What’s new in civilization? We went to Cafayate last night. Our old friend Doug Casey hosted an intimate little dinner – for about 150 people. He’s developing a community down there – the kind of place he wants to live in…surrounded by friends, good food, bright sun, beautiful views…and everything else a man might want.
Whether this is a good idea or not, we can’t say. But it is fun to get together with Doug and his crowd.
Since we were back in Internet range, we checked in with our usual sources. Here’s what we found:
The economy is either growing slowly, or contracting.
Housing is probably going down. Remember, Mr. Market has to destroy the idea that “housing always goes up.” When he’s finished people will think that “housing never goes up.”
Unemployment? People are gradually beginning to realize that the last ten years were the worst for creating new jobs in America’s history. If they keep thinking about it they will realize that it is not just the bust that is destroying jobs; there was something very wrong with the boom too.
Meanwhile, the markets are still calculating, figuring, deciding what things are worth. In the last couple of days, they’ve been thinking that maybe stocks and gold got a little too uppity. Gold has lost more than $50 in the last two days. Stocks lost ground on Tuesday, but bounced up 36 points yesterday.

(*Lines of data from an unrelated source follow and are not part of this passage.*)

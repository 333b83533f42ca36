use std::time::Duration;

/// Fixed-delay throttle applied before every navigation and polling cycle
///
/// There is no burst allowance and no adaptation: every call to
/// [`RateLimiter::throttle`] sleeps for the same interval, whatever happened
/// before. Nothing about previous calls is remembered.
#[derive(Debug, Clone, Copy)]
pub struct RateLimiter {
    delay: Duration,
}

impl RateLimiter {
    pub fn new(delay: Duration) -> Self {
        Self { delay }
    }

    pub fn delay(&self) -> Duration {
        self.delay
    }

    /// Suspends the caller for the configured delay
    pub async fn throttle(&self) {
        if self.delay.is_zero() {
            return;
        }
        tracing::trace!("Throttling for {:?}", self.delay);
        tokio::time::sleep(self.delay).await;
    }
}

impl Default for RateLimiter {
    fn default() -> Self {
        Self::new(Duration::from_secs(1))
    }
}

From all we can tell, the Great Correction continues. And here’s a report from The New York Times that tells us where it leads:
OSAKA, Japan – Like many members of Japan’s middle class, Masato Y. enjoyed a level of affluence two decades ago that was the envy of the world. Masato, a small-business owner, bought a $500,000 condominium, vacationed in Hawaii and drove a late-model Mercedes.
But his living standards slowly crumbled along with Japan’s overall economy. First, he was forced to reduce trips abroad and then eliminate them. Then he traded the Mercedes for a cheaper domestic model. Last year, he sold his condo – for a third of what he paid for it, and for less than what he still owed on the mortgage he took out 17 years ago.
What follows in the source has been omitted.